(WHAT YOU ARE ASKED TO DO): Which lines in the records below contain the word "MemorizationError"? Copy each of them.

Segment Start: THE INPUT

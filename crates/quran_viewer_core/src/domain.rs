//! crates/quran_viewer_core/src/domain.rs
//!
//! Defines the pure, core data structures for the page viewer.
//! These structs are independent of any provider, transport or storage format.

use chrono::{DateTime, Utc};
use serde::{Deserialize, Serialize};
use std::fmt;
use std::str::FromStr;
use uuid::Uuid;

use crate::ports::{PortError, PortResult};

/// Number of pages in the fixed page layout.
pub const TOTAL_PAGES: u16 = 604;

//=========================================================================================
// Unit Keys
//=========================================================================================

/// Error returned when a string is not a valid `"{major}:{index}"` unit key.
#[derive(Debug, Clone, PartialEq, Eq, thiserror::Error)]
#[error("invalid unit key '{0}', expected '<division>:<index>'")]
pub struct ParseUnitKeyError(pub String);

/// Globally unique address of a unit, `"{majorDivisionNumber}:{indexWithinDivision}"`.
///
/// Ordering follows reading order: by division first, then by index.
#[derive(Debug, Clone, Copy, PartialEq, Eq, Hash, PartialOrd, Ord, Serialize, Deserialize)]
#[serde(try_from = "String", into = "String")]
pub struct UnitKey {
    major: u16,
    index: u16,
}

impl UnitKey {
    pub fn new(major: u16, index: u16) -> Self {
        Self { major, index }
    }

    pub fn major(&self) -> u16 {
        self.major
    }

    /// 1-based position of the unit inside its major division.
    pub fn index(&self) -> u16 {
        self.index
    }
}

impl fmt::Display for UnitKey {
    fn fmt(&self, f: &mut fmt::Formatter<'_>) -> fmt::Result {
        write!(f, "{}:{}", self.major, self.index)
    }
}

impl FromStr for UnitKey {
    type Err = ParseUnitKeyError;

    fn from_str(s: &str) -> Result<Self, Self::Err> {
        let (major, index) = s
            .trim()
            .split_once(':')
            .ok_or_else(|| ParseUnitKeyError(s.to_string()))?;
        let major = major
            .parse::<u16>()
            .map_err(|_| ParseUnitKeyError(s.to_string()))?;
        let index = index
            .parse::<u16>()
            .map_err(|_| ParseUnitKeyError(s.to_string()))?;
        if major == 0 || index == 0 {
            return Err(ParseUnitKeyError(s.to_string()));
        }
        Ok(Self { major, index })
    }
}

impl TryFrom<String> for UnitKey {
    type Error = ParseUnitKeyError;

    fn try_from(value: String) -> Result<Self, Self::Error> {
        value.parse()
    }
}

impl From<UnitKey> for String {
    fn from(key: UnitKey) -> Self {
        key.to_string()
    }
}

//=========================================================================================
// Page Content
//=========================================================================================

/// The atomic addressable item on a page (a verse).
#[derive(Debug, Clone, PartialEq, Serialize, Deserialize)]
pub struct Unit {
    pub key: UnitKey,
    pub text: String,
    pub translated_text: Option<String>,
    pub audio_ref: Option<String>,
}

impl Unit {
    pub fn new(key: UnitKey, text: impl Into<String>) -> Self {
        Self {
            key,
            text: text.into(),
            translated_text: None,
            audio_ref: None,
        }
    }
}

/// Structural position of a page: chapter name, section and sub-section.
#[derive(Debug, Clone, PartialEq, Eq, Serialize, Deserialize)]
pub struct StructuralInfo {
    pub major_division_name: String,
    pub minor_division_index: u16,
    pub sub_division_index: u16,
}

/// One fetched page. Units are kept in reading order.
#[derive(Debug, Clone, PartialEq, Serialize, Deserialize)]
pub struct PageContent {
    page_number: u16,
    units: Vec<Unit>,
    structural_info: StructuralInfo,
}

impl PageContent {
    /// Builds a page, rejecting out-of-range page numbers and empty unit lists.
    pub fn new(
        page_number: u16,
        units: Vec<Unit>,
        structural_info: StructuralInfo,
    ) -> PortResult<Self> {
        if page_number == 0 || page_number > TOTAL_PAGES {
            return Err(PortError::NotFound(format!(
                "Page {} is outside 1..={}",
                page_number, TOTAL_PAGES
            )));
        }
        if units.is_empty() {
            return Err(PortError::ContentUnavailable(format!(
                "Page {} has no units",
                page_number
            )));
        }
        Ok(Self {
            page_number,
            units,
            structural_info,
        })
    }

    pub fn page_number(&self) -> u16 {
        self.page_number
    }

    pub fn units(&self) -> &[Unit] {
        &self.units
    }

    pub fn unit_count(&self) -> usize {
        self.units.len()
    }

    pub fn structural_info(&self) -> &StructuralInfo {
        &self.structural_info
    }

    /// Reading-order position of a unit on this page.
    pub fn unit_index(&self, key: &UnitKey) -> Option<usize> {
        self.units.iter().position(|u| &u.key == key)
    }

    pub fn unit(&self, key: &UnitKey) -> Option<&Unit> {
        self.units.iter().find(|u| &u.key == key)
    }

    pub fn contains(&self, key: &UnitKey) -> bool {
        self.unit_index(key).is_some()
    }
}

//=========================================================================================
// Annotations
//=========================================================================================

/// The kind of a recitation note. The color of a note is derived from it.
#[derive(Debug, Clone, Copy, PartialEq, Eq, Hash, Serialize, Deserialize)]
#[serde(rename_all = "kebab-case")]
pub enum AnnotationCategory {
    GeneralNote,
    PronunciationError,
    RecitationRuleError,
    MemorizationError,
}

impl AnnotationCategory {
    pub const ALL: [AnnotationCategory; 4] = [
        AnnotationCategory::PronunciationError,
        AnnotationCategory::RecitationRuleError,
        AnnotationCategory::MemorizationError,
        AnnotationCategory::GeneralNote,
    ];

    pub fn color(&self) -> &'static str {
        match self {
            AnnotationCategory::PronunciationError => "#f87171",
            AnnotationCategory::RecitationRuleError => "#a78bfa",
            AnnotationCategory::MemorizationError => "#fbbf24",
            AnnotationCategory::GeneralNote => "#10b981",
        }
    }

    /// Label shown on the recording toolbar.
    pub fn label(&self) -> &'static str {
        match self {
            AnnotationCategory::PronunciationError => "خطأ نطق",
            AnnotationCategory::RecitationRuleError => "خطأ تجويد",
            AnnotationCategory::MemorizationError => "خطأ حفظ",
            AnnotationCategory::GeneralNote => "ملاحظة",
        }
    }

    /// Text given to a note created by clicking a unit in recording mode.
    pub fn default_text(&self, key: &UnitKey) -> String {
        format!("{} في الآية {}", self.label(), key.index())
    }
}

/// Error returned when a string names no annotation category.
#[derive(Debug, Clone, PartialEq, Eq, thiserror::Error)]
#[error("unknown annotation category '{0}'")]
pub struct ParseCategoryError(pub String);

impl FromStr for AnnotationCategory {
    type Err = ParseCategoryError;

    fn from_str(s: &str) -> Result<Self, Self::Err> {
        match s {
            "general-note" => Ok(Self::GeneralNote),
            "pronunciation-error" => Ok(Self::PronunciationError),
            "recitation-rule-error" => Ok(Self::RecitationRuleError),
            "memorization-error" => Ok(Self::MemorizationError),
            other => Err(ParseCategoryError(other.to_string())),
        }
    }
}

/// A user note anchored to a unit on a page.
#[derive(Debug, Clone, PartialEq, Serialize, Deserialize)]
pub struct Annotation {
    pub id: Uuid,
    pub page_number: u16,
    pub unit_key: UnitKey,
    /// Word position inside the unit, when the note targets a single word.
    pub sub_unit: Option<u16>,
    pub student_id: Option<String>,
    pub category: AnnotationCategory,
    pub color: String,
    pub text: String,
    pub created_at: DateTime<Utc>,
}

/// An annotation before the store has assigned it an id and a timestamp.
#[derive(Debug, Clone, PartialEq, Serialize, Deserialize)]
pub struct NewAnnotation {
    pub page_number: u16,
    pub unit_key: UnitKey,
    #[serde(default)]
    pub sub_unit: Option<u16>,
    #[serde(default)]
    pub student_id: Option<String>,
    pub category: AnnotationCategory,
    pub text: String,
}

/// A partial update. Fields left as `None` keep their stored value.
#[derive(Debug, Clone, Default, PartialEq, Serialize, Deserialize)]
pub struct AnnotationPatch {
    #[serde(default)]
    pub text: Option<String>,
    #[serde(default)]
    pub category: Option<AnnotationCategory>,
}

//=========================================================================================
// Ranges, Selection and Search
//=========================================================================================

/// A range of units to paint on a page. Never persisted.
#[derive(Debug, Clone, PartialEq, Serialize, Deserialize)]
pub struct HighlightRange {
    pub start_key: UnitKey,
    pub end_key: UnitKey,
    pub page_number: u16,
    pub color: String,
    #[serde(default)]
    pub note: Option<String>,
}

impl From<&Annotation> for HighlightRange {
    fn from(annotation: &Annotation) -> Self {
        Self {
            start_key: annotation.unit_key,
            end_key: annotation.unit_key,
            page_number: annotation.page_number,
            color: annotation.color.clone(),
            note: Some(annotation.text.clone()),
        }
    }
}

/// The selection reported to the surrounding application.
#[derive(Debug, Clone, Copy, PartialEq, Eq, Serialize, Deserialize)]
pub struct Selection {
    pub start_key: UnitKey,
    pub end_key: UnitKey,
    pub page_number: u16,
}

/// A single search match, normalized across providers.
#[derive(Debug, Clone, PartialEq, Serialize, Deserialize)]
pub struct SearchHit {
    pub page_number: u16,
    pub unit_key: UnitKey,
    pub text: String,
}

/// A reciter or translation offered by a provider.
#[derive(Debug, Clone, PartialEq, Eq, Serialize, Deserialize)]
pub struct CatalogEntry {
    pub identifier: String,
    pub name: String,
    pub language: Option<String>,
}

Segment End: THE INPUT

(EXPECTED OUTPUT):
    MemorizationError,
        AnnotationCategory::MemorizationError,
            AnnotationCategory::MemorizationError => "#fbbf24",
            AnnotationCategory::MemorizationError => "خطأ حفظ",
            "memorization-error" => Ok(Self::MemorizationError),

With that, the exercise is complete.